During the Ragnar, I was talking with Meredith and Andrea about Weight Watchers, and I was a little jealous--it sounds like they have great relationships with the other members in their meetings. I really need to stop being so shy, and just speak up. I felt awkward talking during the meeting before, because I was new, and everyone probably assumed that I was new to WW as well.
But I really do feel that I have a lot to offer at the meetings, and I would love to talk with the other members about their ideas as well. So I will try my best to speak up at the next meeting.
Yesterday, I skipped my run. I can honestly count on one hand the number of times I've skipped a run in three years! I NEVER skip runs. However, I was exhausted from vacation, I had gotten up at 3:45 AM to go to the news station, and I don't have an active running schedule right now. I just had in my head to continue to run Sun, Mon, Tue, Thur, and Fri.
I thought about running yesterday afternoon, but was so exhausted, and decided not to. I ran hard in Florida (24 miles total on my "vacation"), so I felt justified in taking an extra day off, even though I hadn't planned on it. I spent the entire day like this on the couch:
I lost my Garmin USB ANT+ stick somewhere between Florida and Michigan, so I can't upload any of my Garmin's data until I buy a new one :( I'm bummed! I'm pretty sure I had it in Miami, right before we left, but I don't have a clue what happened to it.
My splits: 8:58, 8:51, 8:53, 8:50, 8:55, 8:56, 8:45, 8:23. I ran 8.04 miles in 1:10:52 (8:48/mi pace).
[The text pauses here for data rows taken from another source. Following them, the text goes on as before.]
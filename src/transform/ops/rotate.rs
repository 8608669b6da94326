//! Rotate operation

use std::f64::consts::TAU;
use std::str::FromStr;

use image::{Rgb, RgbImage};

use super::MAX_DIMENSION;
use crate::error::TransformError;

/// Rotate clockwise by `<angle>[rad][,clip]`
///
/// The angle is in degrees unless suffixed with `rad`. Without `clip` the
/// canvas grows to the rotated bounding box; uncovered pixels are black.
#[derive(Debug, Clone, Copy, PartialEq)]
pub struct Rotate {
    pub radians: f64,
    pub clip: bool,
}

impl Rotate {
    /// Canvas size for a source of `w` x `h`, at most [`MAX_DIMENSION`] a side
    pub fn canvas_size(&self, w: u32, h: u32) -> (u32, u32) {
        if self.clip {
            return (w, h);
        }

        let (sin, cos) = self.radians.sin_cos();
        let (w, h) = (w as f64, h as f64);
        let cw = (w * cos).abs() + (h * sin).abs();
        let ch = (w * sin).abs() + (h * cos).abs();

        let side = |v: f64| (v.round() as u32).clamp(1, MAX_DIMENSION);
        (side(cw), side(ch))
    }

    pub fn apply(&self, image: RgbImage) -> RgbImage {
        let turn = self.radians.rem_euclid(TAU);
        if turn < 1e-9 || TAU - turn < 1e-9 {
            return image;
        }

        let (w, h) = image.dimensions();
        let (cw, ch) = self.canvas_size(w, h);
        let (sin, cos) = self.radians.sin_cos();

        let (src_cx, src_cy) = (w as f64 / 2.0, h as f64 / 2.0);
        let (dst_cx, dst_cy) = (cw as f64 / 2.0, ch as f64 / 2.0);

        RgbImage::from_fn(cw, ch, |x, y| {
            let dx = x as f64 + 0.5 - dst_cx;
            let dy = y as f64 + 0.5 - dst_cy;

            // Inverse rotation back into the source
            let sx = dx * cos + dy * sin + src_cx;
            let sy = -dx * sin + dy * cos + src_cy;

            if sx >= 0.0 && sy >= 0.0 && sx < w as f64 && sy < h as f64 {
                *image.get_pixel(sx as u32, sy as u32)
            } else {
                Rgb([0, 0, 0])
            }
        })
    }
}

impl FromStr for Rotate {
    type Err = TransformError;

    fn from_str(s: &str) -> Result<Self, Self::Err> {
        let invalid = || TransformError::invalid("rotate", s);

        let mut parts = s.split(',');
        let angle = parts.next().unwrap_or_default().trim();
        let clip = match parts.next().map(str::trim) {
            None => false,
            Some(flag) if flag.eq_ignore_ascii_case("clip") => true,
            Some(_) => return Err(invalid()),
        };

        let lower = angle.to_ascii_lowercase();
        let (value, is_rad) = match lower.strip_suffix("rad") {
            Some(v) => (v.trim(), true),
            None => (lower.as_str(), false),
        };

        let value: f64 = value.parse().map_err(|_| invalid())?;
        if !value.is_finite() {
            return Err(invalid());
        }

        Ok(Rotate {
            radians: if is_rad { value } else { value.to_radians() },
            clip,
        })
    }
}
I was shocked when I saw those splits! That just goes to show how much the humidity affected my pace in Florida. My pace for my 8.8 miler in Florida was 9:59 (including a couple of traffic stops).
Seeing these splits made me decide that it's time to PR my 10K distance. My PR is 55:05 (8:52/mi pace). Since I ran 8 miles at an 8:48/mi pace, I think I'm ready to kill that PR!
By the way, thanks for all the compliments on the red dress I wore on the news yesterday! I wasn't sure about wearing it, because when I bought it, Renee and Jessica both gave it a thumbs-down (in a nice, I'm-your-friend-telling-you-my-opinion kind of way). While I appreciated their honesty, I really liked the dress, so it's been in my closet for a year with the tags still on it! I like that dress, because it covers the parts of my body I'm self-conscious of (thighs, upper arms), but it's figure-flattering.
I'm glad I ended up wearing it, because I got a lot of compliments on it!